I am sponsoring the following fasttrack for Shidokht Yadegari. It
introduces a new 'extended' VTOC API for storage in the 1-2TB capacity
range. The new API supports Solaris disk labeling in a way that is
compatible with current OBP boot code on sparc and is compatible with
current multi-OS MBR fdisk practice on x86. The proposed release
binding is micro/patch. Additional referenced material is in the case
directory.
-Chris
Template Version: @(#)sac_nextcase 1.66 04/17/08 SMI
This information is Copyright 2008 Sun Microsystems
1. Introduction
1.1. Project/Component Working Name:
Extended VTOC
1.2. Name of Document Author/Supplier:
Author: Shidokht Yadegari
1.3 Date of This Document:
20 May, 2008
4. Technical Description
4.1 Introduction
While a 64-bit Solaris kernel currently supports EFI (Extensible
Firmware Interface - Intel) GPT (GUID Partition Table) labeled
disks larger than 1TB [1, 7], current boot code does not support
GPT. The current Sun disk label limits the size of a bootable disk
to less than 1TB.
A Sun disk label separates private on-disk data from the public
API. To support booting from disks in the 1TB-2TB size range while
the long term GPT boot solution is being resolved, this case
proposes taking advantage of the private/public separation. The
case proposes a minimal compatible modification to the private
on-disk 'struct dk_label' from SunOS_4.x [8] and a compatible
extension to the public VTOC API.
Even if GPT boot support was available for Solaris today, there is
still a need for Solaris to support the proposed extend VTOC on x86
machines since Windows and Linux depend on using non-GPT MBR fdisk
for disks less than 2TB (single disk with separate fdisk partitions
that boot different operating systems).
There is no current support for disks over 1TB on 32-bit kernels
[1]. This project does not propose any change in this respect.

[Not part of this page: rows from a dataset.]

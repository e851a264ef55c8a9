//! Fluent construction of boards, and the board a fresh session starts from.

use crate::domain::board::Board;
use crate::domain::entities::{Entry, Group};

/// Collects entries for one group.
#[derive(Debug, Default)]
pub struct GroupBuilder {
    entries: Vec<Entry>,
}

impl GroupBuilder {
    pub fn new() -> Self {
        Self::default()
    }

    pub fn leaf(mut self, text: impl Into<String>) -> Self {
        self.entries.push(Entry::leaf(text));
        self
    }

    pub fn leaves<I, S>(mut self, texts: I) -> Self
    where
        I: IntoIterator<Item = S>,
        S: Into<String>,
    {
        self.entries.extend(texts.into_iter().map(Entry::leaf));
        self
    }

    /// Appends a nested group, filled by `fill`.
    pub fn group(mut self, name: impl Into<String>, fill: impl FnOnce(GroupBuilder) -> GroupBuilder) -> Self {
        let nested = fill(GroupBuilder::new()).entries;
        self.entries.push(Entry::group(name, nested));
        self
    }

    pub fn build(self, name: impl Into<String>) -> Group {
        Group::new(name, self.entries)
    }
}

/// Collects top-level groups in order.
#[derive(Debug, Default)]
pub struct BoardBuilder {
    columns: Vec<Group>,
}

impl BoardBuilder {
    pub fn new() -> Self {
        Self::default()
    }

    pub fn column(mut self, name: impl Into<String>, fill: impl FnOnce(GroupBuilder) -> GroupBuilder) -> Self {
        self.columns.push(fill(GroupBuilder::new()).build(name));
        self
    }

    pub fn build(self) -> Board {
        Board::new(self.columns)
    }
}

impl Board {
    /// The board shown when no input is given: two columns, one made of
    /// sub-columns only, one mixing rows with a sub-column.
    pub fn seed() -> Board {
        BoardBuilder::new()
            .column("column1", |c| {
                c.group("column11", |g| g.leaves(["Row 11", "Row 12"]))
                    .group("column12", |g| g.leaves(["Row 11", "Row 12"]))
                    .group("column13", |g| g.leaf("Row 3"))
            })
            .column("column2", |c| {
                c.leaves(["Item A", "Item B", "Item C"])
                    .group("column22", |g| g.leaves(["Row 21", "Row 22"]))
            })
            .build()
    }
}
//! Dependency injection

pub mod service_container;

pub use service_container::ServiceContainer;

This project requests patch release binding.
4.2 Solution Overview
The current 1TB 'dk_label' and VTOC limits originate from using
signed 32-bit values for the start and size of a slice.
This case changes the interpretation of the private on-disk values,
and controls exposure of these changes at the public API level to
quickly provide support for boot devices in the 1-2TB size range.
o For the on-disk 'dk_label', block address signed fields are
treated as unsigned. To prevent breakage of sparc OBP boot code,
which already treats block addresses as unsigned, no revision of
the on-disk format is proposed.
o For the VTOC API, the Solaris kernel code detects a 1TB-2TB disk
based on disk capacity and enforces correct API access. This
proposal covers
* A new 'extvtoc' structure, where the extended VTOC is identical
to the current VTOC with the following exceptions:
o Extended VTOC uses the size-invariant 64-bit 'diskaddr_t' to
represent disk block addresses.
o Extended VTOC fields are defined using size-invariant types
in order to reduce the 32/64 ioctl data-model mapping.
o NOTE: While the new 'extvtoc' API can support sizes much
larger than 2TB, on-disk dk_label limitations limit capacity
to 2TB. A device that is larger than 2TB can be supported in
a limited fashion by reducing the dk_label represented size
to 2TB.
* New ioctls for the 'extvtoc'. The disk capacity establishes the
VTOC mode of a disk: current (<1TB) or extended (>1TB).
Extened ioctls work in both modes.
* Behavior of current VTOC API for >1TB disks.
This associated changes will effect
* Disk target driver
* Interfaces: ioctls/libadm
* Utilities/Install
as described below.
4.2.1 Disk Target Drivers
The project proposes the following changes to target drivers
(mostly sd/ssd/cmdk drivers):
* Move the cutoff limit for VTOC labeling to 2TB.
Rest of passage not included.